***** Data under study

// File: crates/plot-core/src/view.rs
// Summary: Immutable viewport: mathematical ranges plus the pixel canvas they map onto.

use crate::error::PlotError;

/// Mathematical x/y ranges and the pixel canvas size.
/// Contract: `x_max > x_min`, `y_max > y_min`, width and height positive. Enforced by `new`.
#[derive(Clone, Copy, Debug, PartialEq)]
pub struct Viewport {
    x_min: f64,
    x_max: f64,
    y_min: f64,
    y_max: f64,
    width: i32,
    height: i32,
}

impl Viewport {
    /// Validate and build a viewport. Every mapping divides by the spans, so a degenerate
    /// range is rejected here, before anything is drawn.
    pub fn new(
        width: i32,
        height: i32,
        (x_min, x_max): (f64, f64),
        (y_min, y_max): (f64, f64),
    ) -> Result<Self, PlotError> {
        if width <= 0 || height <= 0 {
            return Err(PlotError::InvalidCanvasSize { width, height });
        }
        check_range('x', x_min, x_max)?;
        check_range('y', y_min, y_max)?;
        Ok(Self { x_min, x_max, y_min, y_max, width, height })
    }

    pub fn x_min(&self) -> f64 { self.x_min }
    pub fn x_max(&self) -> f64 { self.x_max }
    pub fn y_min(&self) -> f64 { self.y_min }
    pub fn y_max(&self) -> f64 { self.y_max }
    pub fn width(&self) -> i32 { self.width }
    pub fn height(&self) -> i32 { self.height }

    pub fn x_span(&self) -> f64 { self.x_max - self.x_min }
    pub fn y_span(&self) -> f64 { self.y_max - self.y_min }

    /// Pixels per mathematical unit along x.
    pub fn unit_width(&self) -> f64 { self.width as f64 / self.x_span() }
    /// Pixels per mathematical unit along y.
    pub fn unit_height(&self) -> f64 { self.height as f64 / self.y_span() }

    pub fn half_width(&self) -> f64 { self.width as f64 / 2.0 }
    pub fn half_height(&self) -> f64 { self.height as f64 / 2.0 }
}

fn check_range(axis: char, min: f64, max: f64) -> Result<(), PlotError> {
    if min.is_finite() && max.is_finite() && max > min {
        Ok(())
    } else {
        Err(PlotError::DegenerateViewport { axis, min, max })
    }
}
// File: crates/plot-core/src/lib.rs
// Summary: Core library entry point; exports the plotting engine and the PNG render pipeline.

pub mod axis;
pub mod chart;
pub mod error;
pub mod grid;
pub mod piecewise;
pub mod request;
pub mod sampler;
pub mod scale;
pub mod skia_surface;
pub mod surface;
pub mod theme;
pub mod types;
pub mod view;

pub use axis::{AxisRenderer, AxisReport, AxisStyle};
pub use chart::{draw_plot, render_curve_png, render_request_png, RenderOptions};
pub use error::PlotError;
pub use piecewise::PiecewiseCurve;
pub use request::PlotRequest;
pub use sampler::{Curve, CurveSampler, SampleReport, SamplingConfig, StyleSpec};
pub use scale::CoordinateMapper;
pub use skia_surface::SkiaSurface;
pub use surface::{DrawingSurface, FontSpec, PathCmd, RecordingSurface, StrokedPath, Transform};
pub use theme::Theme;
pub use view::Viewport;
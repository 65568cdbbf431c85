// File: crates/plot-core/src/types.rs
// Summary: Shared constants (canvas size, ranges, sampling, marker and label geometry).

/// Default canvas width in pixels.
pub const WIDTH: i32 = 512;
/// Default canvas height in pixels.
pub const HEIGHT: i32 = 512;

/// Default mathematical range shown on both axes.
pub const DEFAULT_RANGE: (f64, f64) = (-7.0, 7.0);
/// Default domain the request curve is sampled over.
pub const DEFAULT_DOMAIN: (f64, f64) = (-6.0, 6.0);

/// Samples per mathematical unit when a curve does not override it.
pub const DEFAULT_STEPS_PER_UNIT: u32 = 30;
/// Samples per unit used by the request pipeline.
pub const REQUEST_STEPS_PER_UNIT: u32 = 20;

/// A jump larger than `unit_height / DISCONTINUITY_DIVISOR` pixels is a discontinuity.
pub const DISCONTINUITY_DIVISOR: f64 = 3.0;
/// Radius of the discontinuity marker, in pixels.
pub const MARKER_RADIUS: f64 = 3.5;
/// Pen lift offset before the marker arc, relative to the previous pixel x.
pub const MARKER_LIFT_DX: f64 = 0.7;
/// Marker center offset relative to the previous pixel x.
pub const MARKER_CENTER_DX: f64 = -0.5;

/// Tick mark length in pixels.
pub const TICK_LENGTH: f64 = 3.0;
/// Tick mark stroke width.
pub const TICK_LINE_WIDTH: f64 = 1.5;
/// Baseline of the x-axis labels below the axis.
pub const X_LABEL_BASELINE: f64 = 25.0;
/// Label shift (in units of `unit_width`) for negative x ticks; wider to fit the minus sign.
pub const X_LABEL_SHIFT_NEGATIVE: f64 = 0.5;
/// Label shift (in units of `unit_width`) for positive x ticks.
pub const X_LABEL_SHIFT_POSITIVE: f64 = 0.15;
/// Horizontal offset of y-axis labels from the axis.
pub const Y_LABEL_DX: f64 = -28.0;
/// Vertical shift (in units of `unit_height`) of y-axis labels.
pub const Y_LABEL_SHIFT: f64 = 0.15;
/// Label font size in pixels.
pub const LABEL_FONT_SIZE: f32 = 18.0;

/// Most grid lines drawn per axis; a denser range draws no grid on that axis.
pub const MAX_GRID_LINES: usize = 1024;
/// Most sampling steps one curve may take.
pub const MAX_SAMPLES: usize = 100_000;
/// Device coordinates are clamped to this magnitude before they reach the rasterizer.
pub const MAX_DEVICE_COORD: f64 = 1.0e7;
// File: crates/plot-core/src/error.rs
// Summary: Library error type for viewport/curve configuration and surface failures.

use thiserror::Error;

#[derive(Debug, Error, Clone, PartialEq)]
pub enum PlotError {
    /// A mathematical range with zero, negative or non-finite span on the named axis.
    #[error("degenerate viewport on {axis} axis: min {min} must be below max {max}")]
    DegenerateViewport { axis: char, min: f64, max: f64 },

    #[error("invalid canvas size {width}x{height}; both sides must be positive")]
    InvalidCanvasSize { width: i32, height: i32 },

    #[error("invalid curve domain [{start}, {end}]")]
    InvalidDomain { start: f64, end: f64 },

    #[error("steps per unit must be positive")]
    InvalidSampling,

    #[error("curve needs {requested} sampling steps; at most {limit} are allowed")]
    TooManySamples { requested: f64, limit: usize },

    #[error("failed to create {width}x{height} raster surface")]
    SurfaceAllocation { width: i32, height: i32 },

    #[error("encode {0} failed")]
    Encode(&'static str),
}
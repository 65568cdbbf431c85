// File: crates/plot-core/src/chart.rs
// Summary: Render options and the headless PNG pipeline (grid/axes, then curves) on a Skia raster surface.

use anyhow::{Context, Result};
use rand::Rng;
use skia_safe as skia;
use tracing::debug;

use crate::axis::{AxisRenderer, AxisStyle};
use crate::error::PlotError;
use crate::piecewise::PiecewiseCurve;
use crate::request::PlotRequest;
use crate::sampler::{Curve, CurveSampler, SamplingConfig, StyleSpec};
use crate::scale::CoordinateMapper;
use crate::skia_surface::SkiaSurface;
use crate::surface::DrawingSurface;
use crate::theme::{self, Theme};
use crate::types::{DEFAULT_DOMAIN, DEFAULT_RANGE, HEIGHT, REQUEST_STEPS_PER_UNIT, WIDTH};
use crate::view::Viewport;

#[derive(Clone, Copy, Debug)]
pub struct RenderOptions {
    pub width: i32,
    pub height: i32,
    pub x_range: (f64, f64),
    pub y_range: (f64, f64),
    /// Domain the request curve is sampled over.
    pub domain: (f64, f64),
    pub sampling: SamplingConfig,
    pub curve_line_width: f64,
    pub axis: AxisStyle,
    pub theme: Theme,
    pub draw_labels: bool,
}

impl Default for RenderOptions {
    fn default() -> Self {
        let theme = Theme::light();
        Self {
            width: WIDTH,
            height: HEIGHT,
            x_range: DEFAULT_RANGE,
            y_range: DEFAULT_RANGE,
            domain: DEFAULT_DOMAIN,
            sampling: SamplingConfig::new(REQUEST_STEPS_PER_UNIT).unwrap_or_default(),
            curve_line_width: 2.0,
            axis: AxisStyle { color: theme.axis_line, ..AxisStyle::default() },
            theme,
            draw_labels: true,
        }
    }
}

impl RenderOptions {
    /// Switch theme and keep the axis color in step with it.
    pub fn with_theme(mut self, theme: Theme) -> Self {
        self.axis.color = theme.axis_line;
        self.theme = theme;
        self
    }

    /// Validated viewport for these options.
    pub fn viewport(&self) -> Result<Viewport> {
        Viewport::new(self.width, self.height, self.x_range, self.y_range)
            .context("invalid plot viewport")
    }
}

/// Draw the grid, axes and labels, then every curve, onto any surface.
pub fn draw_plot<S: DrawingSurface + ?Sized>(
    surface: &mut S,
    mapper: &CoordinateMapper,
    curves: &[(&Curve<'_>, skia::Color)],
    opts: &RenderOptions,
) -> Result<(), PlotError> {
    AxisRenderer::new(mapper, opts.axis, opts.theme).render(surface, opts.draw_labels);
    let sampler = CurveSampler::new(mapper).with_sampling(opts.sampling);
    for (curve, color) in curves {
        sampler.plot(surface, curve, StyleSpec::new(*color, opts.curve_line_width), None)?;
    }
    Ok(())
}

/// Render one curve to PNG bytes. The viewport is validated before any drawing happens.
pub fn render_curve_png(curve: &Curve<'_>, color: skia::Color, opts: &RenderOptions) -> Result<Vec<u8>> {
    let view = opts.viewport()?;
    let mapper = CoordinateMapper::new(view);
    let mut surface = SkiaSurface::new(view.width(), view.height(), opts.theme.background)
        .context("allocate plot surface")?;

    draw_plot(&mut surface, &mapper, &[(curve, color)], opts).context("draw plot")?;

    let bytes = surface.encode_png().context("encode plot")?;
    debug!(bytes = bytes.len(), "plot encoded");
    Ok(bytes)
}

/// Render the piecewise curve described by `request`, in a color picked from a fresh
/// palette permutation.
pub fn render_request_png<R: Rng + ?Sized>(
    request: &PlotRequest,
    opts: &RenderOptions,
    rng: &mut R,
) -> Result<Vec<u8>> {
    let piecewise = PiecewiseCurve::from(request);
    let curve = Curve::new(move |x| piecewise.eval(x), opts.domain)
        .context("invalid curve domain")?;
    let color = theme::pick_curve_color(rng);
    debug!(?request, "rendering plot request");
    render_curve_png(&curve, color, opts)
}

**********
***** Data under study

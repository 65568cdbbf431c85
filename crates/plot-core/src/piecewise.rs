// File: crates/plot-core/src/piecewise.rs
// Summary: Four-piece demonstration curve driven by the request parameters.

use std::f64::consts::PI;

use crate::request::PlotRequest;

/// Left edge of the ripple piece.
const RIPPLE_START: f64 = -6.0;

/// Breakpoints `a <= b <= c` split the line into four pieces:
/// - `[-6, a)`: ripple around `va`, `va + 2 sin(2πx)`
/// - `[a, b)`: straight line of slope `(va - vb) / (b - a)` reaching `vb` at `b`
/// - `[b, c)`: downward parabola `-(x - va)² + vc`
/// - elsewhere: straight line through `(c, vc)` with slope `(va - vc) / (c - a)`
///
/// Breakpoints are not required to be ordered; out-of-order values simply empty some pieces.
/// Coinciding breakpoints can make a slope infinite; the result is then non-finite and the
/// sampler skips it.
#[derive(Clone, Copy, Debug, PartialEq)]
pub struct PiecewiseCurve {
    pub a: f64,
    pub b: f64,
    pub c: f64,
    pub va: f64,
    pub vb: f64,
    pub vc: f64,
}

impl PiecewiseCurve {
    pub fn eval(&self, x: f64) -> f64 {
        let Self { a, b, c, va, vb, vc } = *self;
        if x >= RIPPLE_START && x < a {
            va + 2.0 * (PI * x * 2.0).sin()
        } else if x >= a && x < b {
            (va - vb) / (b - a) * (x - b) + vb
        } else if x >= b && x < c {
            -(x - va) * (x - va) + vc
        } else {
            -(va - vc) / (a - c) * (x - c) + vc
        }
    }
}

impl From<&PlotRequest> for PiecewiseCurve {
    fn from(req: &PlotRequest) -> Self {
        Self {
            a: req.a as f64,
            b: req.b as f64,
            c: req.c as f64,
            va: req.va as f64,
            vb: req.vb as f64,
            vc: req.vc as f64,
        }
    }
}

**********

What you will do: Look above for the line holding "check_range('x', x_min, x_max)?;". Print it and every line after it, exactly, through the line holding "pub fn x_span(&self)".

Answer section:
        check_range('x', x_min, x_max)?;
        check_range('y', y_min, y_max)?;
        Ok(Self { x_min, x_max, y_min, y_max, width, height })
    }

    pub fn x_min(&self) -> f64 { self.x_min }
    pub fn x_max(&self) -> f64 { self.x_max }
    pub fn y_min(&self) -> f64 { self.y_min }
    pub fn y_max(&self) -> f64 { self.y_max }
    pub fn width(&self) -> i32 { self.width }
    pub fn height(&self) -> i32 { self.height }

    pub fn x_span(&self) -> f64 { self.x_max - self.x_min }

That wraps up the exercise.